The silence that followed could’ve curdled milk.
Joseph blinked. “From… Central?”
She nodded. “They call us phasers. Paperwork support, orientation compliance, all that. I’ll need to sit with Rudy.”
Ram walked out from the stockroom slowly. “We weren’t told to expect anyone else.”
The woman offered a patient smile. “LD said it would be last-minute.”

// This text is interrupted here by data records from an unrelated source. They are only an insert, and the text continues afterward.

#[tokio::test]
async fn test_mutation_without_identity_is_unauthorized() {
    let app = test_app();
    let (status, body) = app
        .call(
            Method::POST,
            "/notebooks/",
            None,
            Some(publication("a.ipynb", "A", json!([]))),
        )
        .await;
    assert_eq!(status, StatusCode::UNAUTHORIZED);
    assert_eq!(body["code"], "UNAUTHORIZED");
}

// ============================================================================
// Publication registry
// ============================================================================

#[tokio::test]
async fn test_publish_list_unpublish() {
    let app = test_app();
    let alice = app.login("alice").await;

    let (status, created) = app
        .call(
            Method::POST,
            "/notebooks/",
            Some(&alice),
            Some(publication("analysis.ipynb", "Gene Analysis", json!("genomics, RNA-seq"))),
        )
        .await;
    assert_eq!(status, StatusCode::CREATED, "{created}");
    assert_eq!(created["owner"], "alice");
    assert_eq!(created["tags"], json!(["genomics", "rna-seq"]));
    let id = created["id"].as_i64().unwrap();
    assert_eq!(created["url"], format!("/notebooks/{id}/"));

    // Listing is public.
    let (status, listing) = app.call(Method::GET, "/notebooks/", None, None).await;
    assert_eq!(status, StatusCode::OK);
    assert_eq!(listing["publications"].as_array().unwrap().len(), 1);

    let (status, _) = app
        .call(Method::DELETE, &format!("/notebooks/{id}/"), Some(&alice), None)
        .await;
    assert_eq!(status, StatusCode::OK);

    let (_, listing) = app.call(Method::GET, "/notebooks/", None, None).await;
    assert!(listing["publications"].as_array().unwrap().is_empty());

    let (status, _) = app
        .call(Method::GET, &format!("/notebooks/{id}/"), None, None)
        .await;
    assert_eq!(status, StatusCode::NOT_FOUND);
}

#[tokio::test]
async fn test_duplicate_publish_conflicts() {
    let app = test_app();
    let alice = app.login("alice").await;
    let form = publication("analysis.ipynb", "Gene Analysis", json!([]));

    let (status, _) = app
        .call(Method::POST, "/notebooks/", Some(&alice), Some(form.clone()))
        .await;
    assert_eq!(status, StatusCode::CREATED);

    let (status, body) = app
        .call(Method::POST, "/notebooks/", Some(&alice), Some(form))
        .await;
    assert_eq!(status, StatusCode::CONFLICT);
    assert_eq!(body["code"], "CONFLICT");
}

#[tokio::test]
async fn test_publish_requires_metadata() {
    let app = test_app();
    let alice = app.login("alice").await;

    let (status, body) = app
        .call(
            Method::POST,
            "/notebooks/",
            Some(&alice),
            Some(json!({ "api_path": "a.ipynb", "name": "A" })),
        )
        .await;
    assert_eq!(status, StatusCode::BAD_REQUEST);
    assert_eq!(body["code"], "VALIDATION_ERROR");
}

#[tokio::test]
async fn test_update_is_owner_only() {
    let app = test_app();
    let alice = app.login("alice").await;
    let bob = app.login("bob").await;

    let (_, created) = app
        .call(
            Method::POST,
            "/notebooks/",
            Some(&alice),
            Some(publication("a.ipynb", "A", json!([]))),
        )
        .await;
    let uri = format!("/notebooks/{}/", created["id"]);

    let (status, _) = app
        .call(
            Method::PUT,
            &uri,
            Some(&bob),
            Some(publication("a.ipynb", "Hijacked", json!([]))),
        )
        .await;
    assert_eq!(status, StatusCode::FORBIDDEN);

    let (status, updated) = app
        .call(
            Method::PUT,
            &uri,
            Some(&alice),
            Some(publication("a.ipynb", "Renamed", json!(["methods"]))),
        )
        .await;
    assert_eq!(status, StatusCode::OK);
    assert_eq!(updated["name"], "Renamed");
    assert_eq!(updated["tags"], json!(["methods"]));
}
pub(crate) async fn insert_publication(
    pool: &PgPool,
    new: &NewPublication,
    now: DateTime<Utc>,
) -> StoreResult<PublicationRecord> {
    let mut tx = pool.begin().await?;
    let meta = &new.metadata;

    let row = sqlx::query_as::<_, PublicationRow>(&format!(
        r#"
        INSERT INTO publications (
            owner, api_path, file_path, name, description, author,
            quality, citation, publication_date, updated
        )
        VALUES ($1, $2, $3, $4, $5, $6, $7, $8, $9, $9)
        ON CONFLICT (owner, api_path) DO NOTHING
        RETURNING {PUBLICATION_COLUMNS}
        "#
    ))
    .bind(new.owner.as_str())
    .bind(new.api_path.as_str())
    .bind(&new.file_path)
    .bind(&meta.name)
    .bind(&meta.description)
    .bind(&meta.author)
    .bind(meta.quality.as_str())
    .bind(&meta.citation)
    .bind(now)
    .fetch_optional(&mut *tx)
    .await?
    .ok_or_else(|| StoreError::DuplicatePublication {
        owner: new.owner.clone(),
        api_path: new.api_path.clone(),
    })?;

    attach_tags(&mut tx, row.id, &meta.tags).await?;
    let tags = publication_tags(&mut tx, row.id).await?;
    tx.commit().await?;

    row.into_record(tags)
}

pub(crate) async fn get_publication(
    pool: &PgPool,
    id: PublicationId,
) -> StoreResult<PublicationRecord> {
    let mut conn = pool.acquire().await?;
    let row = sqlx::query_as::<_, PublicationRow>(&format!(
        r#"SELECT {PUBLICATION_COLUMNS} FROM publications WHERE id = $1"#
    ))
    .bind(id.get())
    .fetch_optional(&mut *conn)
    .await?
    .ok_or(StoreError::PublicationNotFound(id))?;

    let tags = publication_tags(&mut conn, row.id).await?;
    row.into_record(tags)
}

pub(crate) async fn publication_exists(
    pool: &PgPool,
    owner: &Username,
    api_path: &NotebookPath,
) -> StoreResult<bool> {
    let exists: bool = sqlx::query_scalar(
        r#"SELECT EXISTS(SELECT 1 FROM publications WHERE owner = $1 AND api_path = $2)"#,
    )
    .bind(owner.as_str())
    .bind(api_path.as_str())
    .fetch_one(pool)
    .await?;
    Ok(exists)
}

pub(crate) async fn list_publications(pool: &PgPool) -> StoreResult<Vec<PublicationRecord>> {
    let rows = sqlx::query_as::<_, PublicationRow>(&format!(
        r#"SELECT {PUBLICATION_COLUMNS} FROM publications ORDER BY id"#
    ))
    .fetch_all(pool)
    .await?;

    let pairs: Vec<(i64, String)> = sqlx::query_as(
        r#"
        SELECT pt.publication_id, t.label
        FROM publication_tags pt
        JOIN tags t ON t.id = pt.tag_id
        ORDER BY t.label
        "#,
    )
    .fetch_all(pool)
    .await?;

    let mut tags: HashMap<i64, Vec<TagLabel>> = HashMap::new();
    for (publication_id, label) in pairs {
        let label = TagLabel::parse(&label).map_err(|e| StoreError::corrupt("tags", e))?;
        tags.entry(publication_id).or_default().push(label);
    }

    rows.into_iter()
        .map(|row| {
            let labels = tags.remove(&row.id).unwrap_or_default();
            row.into_record(labels)
        })
        .collect()
}
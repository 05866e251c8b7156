//! Presence Heartbeat Benchmark
//!
//! Measures the in-memory presence table under the heartbeat path:
//! - One heartbeat against a notebook with N live editors
//! - A read of active editors across many tracked notebooks

use chrono::{Duration, Utc};
use criterion::{BenchmarkId, Criterion, Throughput, black_box, criterion_group, criterion_main};
use nbrepo_core::Username;
use nbrepo_server::{InMemoryPresence, PresenceMonitor};
use tokio::runtime::Runtime;

fn user(i: usize) -> Username {
    Username::parse(&format!("user{i}")).unwrap()
}

fn bench_heartbeat_scaling(c: &mut Criterion) {
    let rt = Runtime::new().unwrap();
    let mut group = c.benchmark_group("heartbeat");

    for editors in [1usize, 10, 100, 1_000] {
        let presence = InMemoryPresence::new(Duration::seconds(120));
        let now = Utc::now();
        rt.block_on(async {
            for i in 0..editors {
                presence.heartbeat("alice/proj.ipynb", &user(i), now).await;
            }
        });
        let caller = user(0);

        group.throughput(Throughput::Elements(editors as u64));
        group.bench_with_input(BenchmarkId::new("editors", editors), &editors, |b, _| {
            b.iter(|| {
                rt.block_on(async {
                    black_box(presence.heartbeat("alice/proj.ipynb", &caller, now).await)
                })
            })
        });
    }
    group.finish();
}

fn bench_active_editors_many_keys(c: &mut Criterion) {
    let rt = Runtime::new().unwrap();
    let presence = InMemoryPresence::new(Duration::seconds(120));
    let now = Utc::now();

    rt.block_on(async {
        for key in 0..10_000 {
            let path = format!("owner{}/nb{}.ipynb", key % 100, key);
            presence.heartbeat(&path, &user(key % 7), now).await;
        }
    });

    c.bench_function("active_editors_10k_keys", |b| {
        b.iter(|| {
            rt.block_on(async {
                black_box(presence.active_editors("owner42/nb4242.ipynb", now).await)
            })
        })
    });
}

criterion_group!(benches, bench_heartbeat_scaling, bench_active_editors_many_keys);
criterion_main!(benches);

Behind her, the El Camino’s engine ticked as it cooled. The trunk was covered in stickers from places none of them recognized — Belvedere Zone-4, NuMesa Outpost, Restock Delta. Faded logos. Faded meanings.
“I’ll be in the breakroom,” she said, walking past them. “Start the coffee if it still works.”
The Freezer Whispers Again
Later, as Ram closed out the drawer, he heard it — the soft, electric churn from the back of the store.
The freezer light flickered. The door hissed open, just a sliver. No one had touched it.
On the floor was a single piece of paper.
He approached slowly, boots echoing off the tiles. The note read:
“Shift structure approved. Await delivery.”
Beneath it, in the corner of the note, was a symbol Ram hadn’t seen before — a triangle with a circle in the center, like an eye staring out from behind caution tape.
He looked up, half-expecting someone behind him.
No one.
Just the hum.
And somewhere in the breakroom, the sound of a Keurig finishing a brew cycle that nobody started.